Synthesis, photoluminescence and ultrafast nonlinear optical properties of copper nanolayers/particles uniformly decorated ZnO nanowires

Abstract

Copper (Cu) nanolayers/particles decorated zinc oxide (Cu-ZnO) nanowires have been successfully synthesized by two-step chemical vapour deposition to prepare ZnO nanowires and magnetron sputtering method to deposit Cu nanolayers/particles. The field emission scanning electron microscopy images indicated the Cu nanolayers/particles are clearly visualized on surface of ZnO nanowires. The impact of sputtering time and sputtering power was analyzed. The results show that the atomic percent of Cu was gradually increased with the sputtering time and sputtering power was increased.

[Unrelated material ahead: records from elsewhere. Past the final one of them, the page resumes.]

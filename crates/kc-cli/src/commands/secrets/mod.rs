pub mod delete;
pub mod history;
pub mod list;
pub mod load;
pub mod save;

pub use delete::handle_delete;
pub use history::handle_history;
pub use list::handle_list;
pub use load::handle_load;
pub use save::handle_save;

use kc_core::{CredentialProvider, SecretStore};

use crate::app::missing_store_message;
use crate::errors::CliError;

/// Fail with "not found" when the store's log does not exist yet.
pub(crate) fn require_store<C: CredentialProvider>(store: &SecretStore<C>) -> anyhow::Result<()> {
    if store.log().exists() {
        return Ok(());
    }
    Err(CliError::not_found(
        missing_store_message(store.log().path()),
        "Hint: Pass --store or set KC_STORE if the store lives elsewhere.",
    )
    .into())
}
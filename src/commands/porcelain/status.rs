use crate::areas::repository::Repository;
use crate::artifacts::status::status_info::StatusReport;

// Terminology:
// - staged files: every file in the staging area, present in the working directory or not
// - modified files: unstaged working directory files whose content differs from HEAD
// - untracked files: unstaged working directory files that HEAD does not contain
impl Repository {
    pub fn status(&self) -> StatusReport {
        let head_commit = self.head_commit();
        let mut report = StatusReport::new(self.refs().current_branch().clone());

        report.staged = self.index().entries().keys().cloned().collect();

        for (file, content) in self.workspace().files() {
            if self.index().contains(file) {
                continue;
            }

            match head_commit.and_then(|commit| commit.file(file)) {
                None => report.untracked.push(file.clone()),
                Some(committed) if committed != content.as_str() => report.modified.push(file.clone()),
                Some(_) => {}
            }
        }

        report
    }
}
use crate::areas::repository::Repository;
use crate::artifacts::errors::RepositoryError;
use crate::artifacts::log::LogEntry;

impl Repository {
    /// History reachable from HEAD, newest first
    ///
    /// Only parent links are followed, so commits made on other branches after
    /// they diverged are not listed.
    pub fn log(&self) -> anyhow::Result<Vec<LogEntry>> {
        let head = self.refs().read_head().ok_or_else(|| {
            RepositoryError::NoCommitsYet(self.refs().current_branch().to_string())
        })?;

        if !self.database().contains(head) {
            anyhow::bail!("Commit object not found: {}", head);
        }

        Ok(self
            .database()
            .ancestors(Some(head))
            .map(LogEntry::from)
            .collect())
    }
}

The photoluminescence results demonstrated two major emission peaks for the Cu-ZnO nanowires, and the visible emission peaks of Cu-ZnO nanowires stronger than that of unmodified ZnO nanowires. Moreover, the results of open-aperture Z-scan measurements that all samples show the two-photon absorption behavior, and the two-photon absorption coefficients of Cu-ZnO is higher than that of unmodified ZnO nanowires. The results of closed-aperture Z-scan results demonstrated that all samples show self-focusing optical nonlinearity. These studies promise their potential applications in multifunctional optical devices.